Each line below must be transcribed with no word changed.

────────────────

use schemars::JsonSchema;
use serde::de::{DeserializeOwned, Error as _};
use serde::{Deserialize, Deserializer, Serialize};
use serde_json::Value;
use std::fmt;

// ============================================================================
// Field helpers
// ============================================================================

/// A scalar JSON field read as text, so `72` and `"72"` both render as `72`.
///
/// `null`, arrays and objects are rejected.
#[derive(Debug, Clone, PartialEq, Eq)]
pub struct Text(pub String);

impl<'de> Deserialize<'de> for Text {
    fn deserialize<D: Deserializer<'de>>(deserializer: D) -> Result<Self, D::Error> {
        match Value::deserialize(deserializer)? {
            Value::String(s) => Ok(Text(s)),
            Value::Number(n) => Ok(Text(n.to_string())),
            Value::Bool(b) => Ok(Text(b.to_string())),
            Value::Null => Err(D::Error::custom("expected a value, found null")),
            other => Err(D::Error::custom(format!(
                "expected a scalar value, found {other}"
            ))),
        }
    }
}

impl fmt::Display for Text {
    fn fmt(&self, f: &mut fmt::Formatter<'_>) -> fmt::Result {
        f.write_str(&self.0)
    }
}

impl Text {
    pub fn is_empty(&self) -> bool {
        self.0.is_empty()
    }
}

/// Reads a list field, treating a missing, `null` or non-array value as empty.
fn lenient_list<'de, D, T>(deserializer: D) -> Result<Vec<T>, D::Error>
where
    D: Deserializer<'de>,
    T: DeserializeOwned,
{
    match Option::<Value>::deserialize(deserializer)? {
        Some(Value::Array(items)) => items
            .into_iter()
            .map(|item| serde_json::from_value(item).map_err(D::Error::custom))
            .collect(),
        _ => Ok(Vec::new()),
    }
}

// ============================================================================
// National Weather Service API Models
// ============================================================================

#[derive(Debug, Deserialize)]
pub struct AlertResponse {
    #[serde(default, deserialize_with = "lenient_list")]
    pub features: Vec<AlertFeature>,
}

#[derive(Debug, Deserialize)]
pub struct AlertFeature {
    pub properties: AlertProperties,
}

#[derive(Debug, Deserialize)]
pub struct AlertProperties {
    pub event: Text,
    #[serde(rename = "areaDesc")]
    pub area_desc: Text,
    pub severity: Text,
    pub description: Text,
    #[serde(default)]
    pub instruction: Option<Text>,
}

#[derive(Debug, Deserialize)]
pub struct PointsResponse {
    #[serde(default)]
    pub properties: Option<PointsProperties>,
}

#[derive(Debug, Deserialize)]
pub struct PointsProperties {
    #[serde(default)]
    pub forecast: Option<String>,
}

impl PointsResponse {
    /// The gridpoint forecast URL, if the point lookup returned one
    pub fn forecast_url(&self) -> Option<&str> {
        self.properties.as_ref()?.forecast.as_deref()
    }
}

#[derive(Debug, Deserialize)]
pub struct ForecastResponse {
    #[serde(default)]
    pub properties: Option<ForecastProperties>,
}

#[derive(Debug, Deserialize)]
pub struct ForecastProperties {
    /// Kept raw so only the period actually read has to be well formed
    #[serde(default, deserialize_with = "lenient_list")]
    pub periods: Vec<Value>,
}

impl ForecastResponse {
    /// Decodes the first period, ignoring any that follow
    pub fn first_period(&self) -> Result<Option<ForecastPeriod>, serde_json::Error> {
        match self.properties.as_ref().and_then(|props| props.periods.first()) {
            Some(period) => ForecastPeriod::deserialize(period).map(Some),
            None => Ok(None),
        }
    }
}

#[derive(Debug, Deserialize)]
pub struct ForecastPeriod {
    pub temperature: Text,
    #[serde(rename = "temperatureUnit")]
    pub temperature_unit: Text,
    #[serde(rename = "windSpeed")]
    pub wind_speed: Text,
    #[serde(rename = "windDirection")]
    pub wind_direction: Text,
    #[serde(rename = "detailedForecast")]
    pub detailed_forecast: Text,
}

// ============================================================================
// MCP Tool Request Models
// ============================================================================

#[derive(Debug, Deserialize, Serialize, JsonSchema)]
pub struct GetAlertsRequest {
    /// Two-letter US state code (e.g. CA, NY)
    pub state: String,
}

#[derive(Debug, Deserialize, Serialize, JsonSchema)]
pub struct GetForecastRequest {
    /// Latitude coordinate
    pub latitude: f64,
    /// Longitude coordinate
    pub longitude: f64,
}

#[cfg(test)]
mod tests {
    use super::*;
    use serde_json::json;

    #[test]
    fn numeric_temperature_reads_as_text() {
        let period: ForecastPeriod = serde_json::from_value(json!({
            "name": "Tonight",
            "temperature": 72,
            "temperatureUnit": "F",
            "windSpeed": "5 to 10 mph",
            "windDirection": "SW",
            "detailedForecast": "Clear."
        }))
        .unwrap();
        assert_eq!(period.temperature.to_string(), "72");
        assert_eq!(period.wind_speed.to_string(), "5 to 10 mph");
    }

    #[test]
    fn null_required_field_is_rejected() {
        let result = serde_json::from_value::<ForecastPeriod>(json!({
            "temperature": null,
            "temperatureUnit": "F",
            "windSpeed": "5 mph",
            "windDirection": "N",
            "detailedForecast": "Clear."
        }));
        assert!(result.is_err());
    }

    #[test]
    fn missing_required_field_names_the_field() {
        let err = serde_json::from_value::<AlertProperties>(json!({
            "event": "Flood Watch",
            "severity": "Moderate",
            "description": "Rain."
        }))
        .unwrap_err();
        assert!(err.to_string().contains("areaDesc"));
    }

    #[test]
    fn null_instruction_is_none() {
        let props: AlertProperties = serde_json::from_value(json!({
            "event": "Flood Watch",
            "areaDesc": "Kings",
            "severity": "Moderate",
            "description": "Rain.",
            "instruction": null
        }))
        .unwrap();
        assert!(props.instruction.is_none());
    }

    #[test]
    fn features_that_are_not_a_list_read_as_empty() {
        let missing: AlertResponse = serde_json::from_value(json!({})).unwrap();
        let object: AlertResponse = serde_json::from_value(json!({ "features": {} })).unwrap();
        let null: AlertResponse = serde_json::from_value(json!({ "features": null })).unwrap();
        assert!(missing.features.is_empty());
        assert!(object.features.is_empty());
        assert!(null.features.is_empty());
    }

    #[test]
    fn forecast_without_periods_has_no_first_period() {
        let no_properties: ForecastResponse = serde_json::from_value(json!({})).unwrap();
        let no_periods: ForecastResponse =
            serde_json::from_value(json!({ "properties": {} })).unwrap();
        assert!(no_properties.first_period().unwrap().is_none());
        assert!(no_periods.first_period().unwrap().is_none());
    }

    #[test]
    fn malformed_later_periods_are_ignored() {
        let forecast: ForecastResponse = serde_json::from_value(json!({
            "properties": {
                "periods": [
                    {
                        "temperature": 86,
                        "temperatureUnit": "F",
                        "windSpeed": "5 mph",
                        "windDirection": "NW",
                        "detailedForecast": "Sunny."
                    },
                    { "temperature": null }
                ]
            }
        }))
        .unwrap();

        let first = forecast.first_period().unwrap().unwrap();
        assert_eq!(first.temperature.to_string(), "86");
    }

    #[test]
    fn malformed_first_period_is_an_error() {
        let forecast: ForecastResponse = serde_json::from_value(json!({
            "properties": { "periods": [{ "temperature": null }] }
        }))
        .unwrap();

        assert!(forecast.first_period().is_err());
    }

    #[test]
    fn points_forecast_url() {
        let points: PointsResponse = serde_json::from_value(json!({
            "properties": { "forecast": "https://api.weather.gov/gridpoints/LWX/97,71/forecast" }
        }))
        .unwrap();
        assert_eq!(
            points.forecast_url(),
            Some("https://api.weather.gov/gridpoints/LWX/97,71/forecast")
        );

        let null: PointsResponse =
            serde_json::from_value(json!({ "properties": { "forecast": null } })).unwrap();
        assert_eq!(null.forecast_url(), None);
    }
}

────────────────

▶ _Answer area_
use schemars::JsonSchema;
use serde::de::{DeserializeOwned, Error as _};
use serde::{Deserialize, Deserializer, Serialize};
use serde_json::Value;
use std::fmt;

// ============================================================================
// Field helpers
// ============================================================================

/// A scalar JSON field read as text, so `72` and `"72"` both render as `72`.
///
/// `null`, arrays and objects are rejected.
#[derive(Debug, Clone, PartialEq, Eq)]
pub struct Text(pub String);

impl<'de> Deserialize<'de> for Text {
    fn deserialize<D: Deserializer<'de>>(deserializer: D) -> Result<Self, D::Error> {
        match Value::deserialize(deserializer)? {
            Value::String(s) => Ok(Text(s)),
            Value::Number(n) => Ok(Text(n.to_string())),
            Value::Bool(b) => Ok(Text(b.to_string())),
            Value::Null => Err(D::Error::custom("expected a value, found null")),
            other => Err(D::Error::custom(format!(
                "expected a scalar value, found {other}"
            ))),
        }
    }
}

impl fmt::Display for Text {
    fn fmt(&self, f: &mut fmt::Formatter<'_>) -> fmt::Result {
        f.write_str(&self.0)
    }
}

impl Text {
    pub fn is_empty(&self) -> bool {
        self.0.is_empty()
    }
}

/// Reads a list field, treating a missing, `null` or non-array value as empty.
fn lenient_list<'de, D, T>(deserializer: D) -> Result<Vec<T>, D::Error>
where
    D: Deserializer<'de>,
    T: DeserializeOwned,
{
    match Option::<Value>::deserialize(deserializer)? {
        Some(Value::Array(items)) => items
            .into_iter()
            .map(|item| serde_json::from_value(item).map_err(D::Error::custom))
            .collect(),
        _ => Ok(Vec::new()),
    }
}

// ============================================================================
// National Weather Service API Models
// ============================================================================

#[derive(Debug, Deserialize)]
pub struct AlertResponse {
    #[serde(default, deserialize_with = "lenient_list")]
    pub features: Vec<AlertFeature>,
}

#[derive(Debug, Deserialize)]
pub struct AlertFeature {
    pub properties: AlertProperties,
}

#[derive(Debug, Deserialize)]
pub struct AlertProperties {
    pub event: Text,
    #[serde(rename = "areaDesc")]
    pub area_desc: Text,
    pub severity: Text,
    pub description: Text,
    #[serde(default)]
    pub instruction: Option<Text>,
}

#[derive(Debug, Deserialize)]
pub struct PointsResponse {
    #[serde(default)]
    pub properties: Option<PointsProperties>,
}

#[derive(Debug, Deserialize)]
pub struct PointsProperties {
    #[serde(default)]
    pub forecast: Option<String>,
}

impl PointsResponse {
    /// The gridpoint forecast URL, if the point lookup returned one
    pub fn forecast_url(&self) -> Option<&str> {
        self.properties.as_ref()?.forecast.as_deref()
    }
}

#[derive(Debug, Deserialize)]
pub struct ForecastResponse {
    #[serde(default)]
    pub properties: Option<ForecastProperties>,
}

#[derive(Debug, Deserialize)]
pub struct ForecastProperties {
    /// Kept raw so only the period actually read has to be well formed
    #[serde(default, deserialize_with = "lenient_list")]
    pub periods: Vec<Value>,
}

impl ForecastResponse {
    /// Decodes the first period, ignoring any that follow
    pub fn first_period(&self) -> Result<Option<ForecastPeriod>, serde_json::Error> {
        match self.properties.as_ref().and_then(|props| props.periods.first()) {
            Some(period) => ForecastPeriod::deserialize(period).map(Some),
            None => Ok(None),
        }
    }
}

#[derive(Debug, Deserialize)]
pub struct ForecastPeriod {
    pub temperature: Text,
    #[serde(rename = "temperatureUnit")]
    pub temperature_unit: Text,
    #[serde(rename = "windSpeed")]
    pub wind_speed: Text,
    #[serde(rename = "windDirection")]
    pub wind_direction: Text,
    #[serde(rename = "detailedForecast")]
    pub detailed_forecast: Text,
}

// ============================================================================
// MCP Tool Request Models
// ============================================================================

#[derive(Debug, Deserialize, Serialize, JsonSchema)]
pub struct GetAlertsRequest {
    /// Two-letter US state code (e.g. CA, NY)
    pub state: String,
}

#[derive(Debug, Deserialize, Serialize, JsonSchema)]
pub struct GetForecastRequest {
    /// Latitude coordinate
    pub latitude: f64,
    /// Longitude coordinate
    pub longitude: f64,
}

#[cfg(test)]
mod tests {
    use super::*;
    use serde_json::json;

    #[test]
    fn numeric_temperature_reads_as_text() {
        let period: ForecastPeriod = serde_json::from_value(json!({
            "name": "Tonight",
            "temperature": 72,
            "temperatureUnit": "F",
            "windSpeed": "5 to 10 mph",
            "windDirection": "SW",
            "detailedForecast": "Clear."
        }))
        .unwrap();
        assert_eq!(period.temperature.to_string(), "72");
        assert_eq!(period.wind_speed.to_string(), "5 to 10 mph");
    }

    #[test]
    fn null_required_field_is_rejected() {
        let result = serde_json::from_value::<ForecastPeriod>(json!({
            "temperature": null,
            "temperatureUnit": "F",
            "windSpeed": "5 mph",
            "windDirection": "N",
            "detailedForecast": "Clear."
        }));
        assert!(result.is_err());
    }

    #[test]
    fn missing_required_field_names_the_field() {
        let err = serde_json::from_value::<AlertProperties>(json!({
            "event": "Flood Watch",
            "severity": "Moderate",
            "description": "Rain."
        }))
        .unwrap_err();
        assert!(err.to_string().contains("areaDesc"));
    }

    #[test]
    fn null_instruction_is_none() {
        let props: AlertProperties = serde_json::from_value(json!({
            "event": "Flood Watch",
            "areaDesc": "Kings",
            "severity": "Moderate",
            "description": "Rain.",
            "instruction": null
        }))
        .unwrap();
        assert!(props.instruction.is_none());
    }

    #[test]
    fn features_that_are_not_a_list_read_as_empty() {
        let missing: AlertResponse = serde_json::from_value(json!({})).unwrap();
        let object: AlertResponse = serde_json::from_value(json!({ "features": {} })).unwrap();
        let null: AlertResponse = serde_json::from_value(json!({ "features": null })).unwrap();
        assert!(missing.features.is_empty());
        assert!(object.features.is_empty());
        assert!(null.features.is_empty());
    }

    #[test]
    fn forecast_without_periods_has_no_first_period() {
        let no_properties: ForecastResponse = serde_json::from_value(json!({})).unwrap();
        let no_periods: ForecastResponse =
            serde_json::from_value(json!({ "properties": {} })).unwrap();
        assert!(no_properties.first_period().unwrap().is_none());
        assert!(no_periods.first_period().unwrap().is_none());
    }

    #[test]
    fn malformed_later_periods_are_ignored() {
        let forecast: ForecastResponse = serde_json::from_value(json!({
            "properties": {
                "periods": [
                    {
                        "temperature": 86,
                        "temperatureUnit": "F",
                        "windSpeed": "5 mph",
                        "windDirection": "NW",
                        "detailedForecast": "Sunny."
                    },
                    { "temperature": null }
                ]
            }
        }))
        .unwrap();

        let first = forecast.first_period().unwrap().unwrap();
        assert_eq!(first.temperature.to_string(), "86");
    }

    #[test]
    fn malformed_first_period_is_an_error() {
        let forecast: ForecastResponse = serde_json::from_value(json!({
            "properties": { "periods": [{ "temperature": null }] }
        }))
        .unwrap();

        assert!(forecast.first_period().is_err());
    }

    #[test]
    fn points_forecast_url() {
        let points: PointsResponse = serde_json::from_value(json!({
            "properties": { "forecast": "https://api.weather.gov/gridpoints/LWX/97,71/forecast" }
        }))
        .unwrap();
        assert_eq!(
            points.forecast_url(),
            Some("https://api.weather.gov/gridpoints/LWX/97,71/forecast")
        );

        let null: PointsResponse =
            serde_json::from_value(json!({ "properties": { "forecast": null } })).unwrap();
        assert_eq!(null.forecast_url(), None);
    }
}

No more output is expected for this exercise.